(Liana Levi, 160 pages, 2019)
Ironic, feminist, delightfully unpredictable. —Le Figaro
In a Grenoble hospital, Leone Acampora, a local mafioso, has slipped into an irreversible coma. His devoted wife, Michèle, has been notified that the end is near. She now sits by his side, reflecting lovingly on their forty-five-year marriage. All in all, it was a good one, during which she fully enjoyed the advantages, and to a lesser degree the incidental unpleasantness, of being married to the mob. Besides, she has been an exemplary and loyal wife—at least as far as her husband knows.
But Michèle is in for a rude awakening. The comatose Leone left her a letter graciously informing her that he has no intention of traveling solo in the afterworld, but she should not worry. He has taken care of everything. The hit man he hired assured him that her death would be painless.
Michèle is not the type of woman to die without a fight. She is determined to live, and after failing to solve the problem on her own, she calls her two daughters to her rescue. The three women are now engaged in a race against time. They must identify the hit man before he finds his prey.

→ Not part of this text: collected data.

use super::Segment;

const API_VERSION: &str = "2016-07-01";

#[derive(Clone, Debug, serde::Deserialize)]
pub struct ResourceGroup {
	pub id: String,
	pub name: String,
	pub location: String,

	#[serde(default)]
	pub properties: ResourceGroupProperties,
}

#[derive(Clone, Debug, Default, serde::Deserialize)]
pub struct ResourceGroupProperties {
	#[serde(rename = "provisioningState")]
	pub provisioning_state: Option<String>,
}

#[derive(Clone, Debug, serde::Serialize)]
pub struct Deployment {
	pub properties: DeploymentProperties,
}

#[derive(Clone, Debug, serde::Serialize)]
pub struct DeploymentProperties {
	#[serde(skip_serializing_if = "Option::is_none")]
	pub template: Option<serde_json::Value>,

	#[serde(rename = "templateLink", skip_serializing_if = "Option::is_none")]
	pub template_link: Option<TemplateLink>,

	#[serde(skip_serializing_if = "Option::is_none")]
	pub parameters: Option<serde_json::Map<String, serde_json::Value>>,

	#[serde(rename = "parametersLink", skip_serializing_if = "Option::is_none")]
	pub parameters_link: Option<TemplateLink>,

	pub mode: DeploymentMode,
}

#[derive(Clone, Debug, serde::Serialize)]
pub struct TemplateLink {
	pub uri: String,
}

#[derive(Clone, Copy, Debug, Eq, PartialEq, serde::Deserialize, serde::Serialize)]
pub enum DeploymentMode {
	Incremental,
	Complete,
}

#[derive(Clone, Debug, serde::Deserialize)]
pub struct DeploymentExtended {
	pub id: String,
	pub name: String,

	#[serde(default)]
	pub properties: DeploymentPropertiesExtended,
}

#[derive(Clone, Debug, Default, serde::Deserialize)]
pub struct DeploymentPropertiesExtended {
	#[serde(rename = "provisioningState")]
	pub provisioning_state: Option<String>,

	#[serde(rename = "correlationId")]
	pub correlation_id: Option<String>,

	pub outputs: Option<serde_json::Value>,

	pub error: Option<ErrorDetail>,
}

#[derive(Clone, Debug, serde::Deserialize)]
pub struct ErrorDetail {
	pub code: Option<String>,
	pub message: Option<String>,

	#[serde(default)]
	pub details: Vec<ErrorDetail>,
}

impl std::fmt::Display for ErrorDetail {
	fn fmt(&self, f: &mut std::fmt::Formatter<'_>) -> std::fmt::Result {
		match (&self.code, &self.message) {
			(Some(code), Some(message)) => write!(f, "{code} - {message}"),
			(Some(code), None) => f.write_str(code),
			(None, Some(message)) => f.write_str(message),
			(None, None) => f.write_str("unknown error"),
		}
	}
}

/// The result of validating a deployment. The template is valid if `error` is unset.
#[derive(Clone, Debug, serde::Deserialize)]
pub struct DeploymentValidateResult {
	pub error: Option<ErrorDetail>,
	pub properties: Option<DeploymentPropertiesExtended>,
}

impl super::Client<'_> {
	pub async fn resource_group_check_existence(&self, resource_group_name: &str) -> anyhow::Result<bool> {
		self.logger.report_operation("azure/resources/resource_group", resource_group_name, <log2::ScopedObjectOperation<'_>>::Get, async {
			let uri = self.resource_group_uri(resource_group_name, format_args!(""))?;
			let res = self.send(http_common::Method::HEAD, uri, None).await?;
			match res.status {
				http_common::StatusCode::NO_CONTENT | http_common::StatusCode::OK => Ok(true),
				http_common::StatusCode::NOT_FOUND => Ok(false),
				_ => Err(res.into_result().err().map_or_else(|| anyhow::anyhow!("unexpected response"), Into::into)),
			}
		}).await
	}

	pub async fn resource_group_create_or_update(&self, resource_group_name: &str, location: &str) -> anyhow::Result<ResourceGroup> {
		#[derive(serde::Serialize)]
		struct Request<'a> {
			name: &'a str,
			location: &'a str,
		}

		self.logger.report_operation(
			"azure/resources/resource_group",
			resource_group_name,
			log2::ScopedObjectOperation::Create { value: format_args!("{location}") },
			async {
				super::validate_name("location", location)?;
				let uri = self.resource_group_uri(resource_group_name, format_args!(""))?;
				let body = super::json_body(&Request { name: resource_group_name, location })?;
				let res = self.complete(http_common::Method::PUT, uri, Some(body)).await?;
				res.json()
			},
		).await
	}

	pub async fn resource_group_delete(&self, resource_group_name: &str) -> anyhow::Result<()> {
		self.logger.report_operation("azure/resources/resource_group", resource_group_name, <log2::ScopedObjectOperation<'_>>::Delete, async {
			let uri = self.resource_group_uri(resource_group_name, format_args!(""))?;
			let _ = self.complete(http_common::Method::DELETE, uri, None).await?;
			Ok::<_, anyhow::Error>(())
		}).await
	}

	/// Validates the deployment without running it. Both a valid and an invalid template produce `Ok`.
	pub async fn deployment_validate(
		&self,
		resource_group_name: &str,
		deployment_name: &str,
		deployment: &Deployment,
	) -> anyhow::Result<DeploymentValidateResult> {
		self.logger.report_operation(
			"azure/resources/deployment",
			(resource_group_name, deployment_name),
			log2::ScopedObjectOperation::Action { name: "validate" },
			async {
				super::validate_name("deployment name", deployment_name)?;
				let uri = self.resource_group_uri(
					resource_group_name,
					format_args!("/providers/Microsoft.Resources/deployments/{}/validate", Segment(deployment_name)),
				)?;
				let res = self.send(http_common::Method::POST, uri, Some(super::json_body(deployment)?)).await?;
				match res.status {
					http_common::StatusCode::OK | http_common::StatusCode::BAD_REQUEST => res.json(),
					_ => Err(res.into_result().err().map_or_else(|| anyhow::anyhow!("unexpected response"), Into::into)),
				}
			},
		).await
	}

	/// Starts the deployment and waits for it to finish. Fails unless it finished with provisioning state `Succeeded`.
	pub async fn deployment_create_or_update(
		&self,
		resource_group_name: &str,
		deployment_name: &str,
		deployment: &Deployment,
	) -> anyhow::Result<DeploymentExtended> {
		self.logger.report_operation(
			"azure/resources/deployment",
			(resource_group_name, deployment_name),
			log2::ScopedObjectOperation::Create { value: format_args!("{:?}", deployment.properties.mode) },
			async {
				super::validate_name("deployment name", deployment_name)?;
				let uri = self.resource_group_uri(
					resource_group_name,
					format_args!("/providers/Microsoft.Resources/deployments/{}", Segment(deployment_name)),
				)?;
				let res = self.complete(http_common::Method::PUT, uri, Some(super::json_body(deployment)?)).await?;
				let result: DeploymentExtended = res.json()?;

				let state = result.properties.provisioning_state.as_deref().unwrap_or("unknown");
				if state == "Succeeded" {
					return Ok(result);
				}

				match &result.properties.error {
					Some(error) => Err(anyhow::anyhow!("deployment {deployment_name} finished with provisioning state {state}: {error}")),
					None => Err(anyhow::anyhow!("deployment {deployment_name} finished with provisioning state {state}")),
				}
			},
		).await
	}

	fn resource_group_uri(&self, resource_group_name: &str, rest: std::fmt::Arguments<'_>) -> anyhow::Result<http_common::Uri> {
		super::validate_resource_group_name(resource_group_name)?;

		self.make_uri(format_args!("/resourcegroups/{}{rest}", Segment(resource_group_name)), &[], API_VERSION)
	}
}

Dina and Alissia are well aware of their father’s line of business, but each has responded to it differently. For Dina, it has been a struggle. It is not easy to wonder, every time a bank is robbed, whether your family is involved. To assuage her guilt, Dina chose a career in humanitarian aid, and now works for an NGO called Major Emergencies. At this time, though, she is in a state of heightened vulnerability, unhappy in love and disillusioned with her job.
Contrary to Dina, Alissia has fully embraced her father’s legacy. Initially she intended to become a paramedic, but she wisely shifted to another specialty. No more fishy pizza parlors for laundering money. Now she owns a respectable pharmacy, the perfect cover for behind-the-counter activities. She even developed her own approach to cope with the stress of the job. Cultivating a serene mind is crucial when one deals kilos of hashish and cocaine, and when one is facing a new wave of competitors treading on her turf.
Alissia thus takes the initiative to send her mother to a remote villa in the mountains while planning her transfer to a more secure and permanent location. But, self-confident by nature, she fails to take into account that Leone possesses one crucial advantage: He is a father well acquainted with his two daughters’ strengths and weaknesses. And he knows that Dina is the weakest link.
With Mafiosas, Pascale Dietrich offers a refreshing take on the mafia story. Her choice of setting departs from the genre’s convention; we discover a grittier Grenoble, with its drug-invested low-income high-rises set against the majestic backdrop of the Alps. The three protagonists, each in her own way, subvert the roles they are expected to play. Michèle will not be a passive victim. Alissia uses this crisis to redraw the rules. She will not let her future be dictated by aging godfathers playing cards in retirement homes, nor be passed over for leadership because she is a woman. As for Dina, who has always felt oppressed by the omerta, the rule of silence, transgressing the old ways will take another turn. Subtly feminist, Mafiosas is a delightful read, laced with sardonic humor and peppered with memorable scenes.
Pascale Dietrich is a writer and a sociologist. She has published short stories in magazines as well as short novels exploring the thriller genre, such as Le Homard (Éditions In8, 2013) and Une île bien tranquille (Liana Levi, 2016).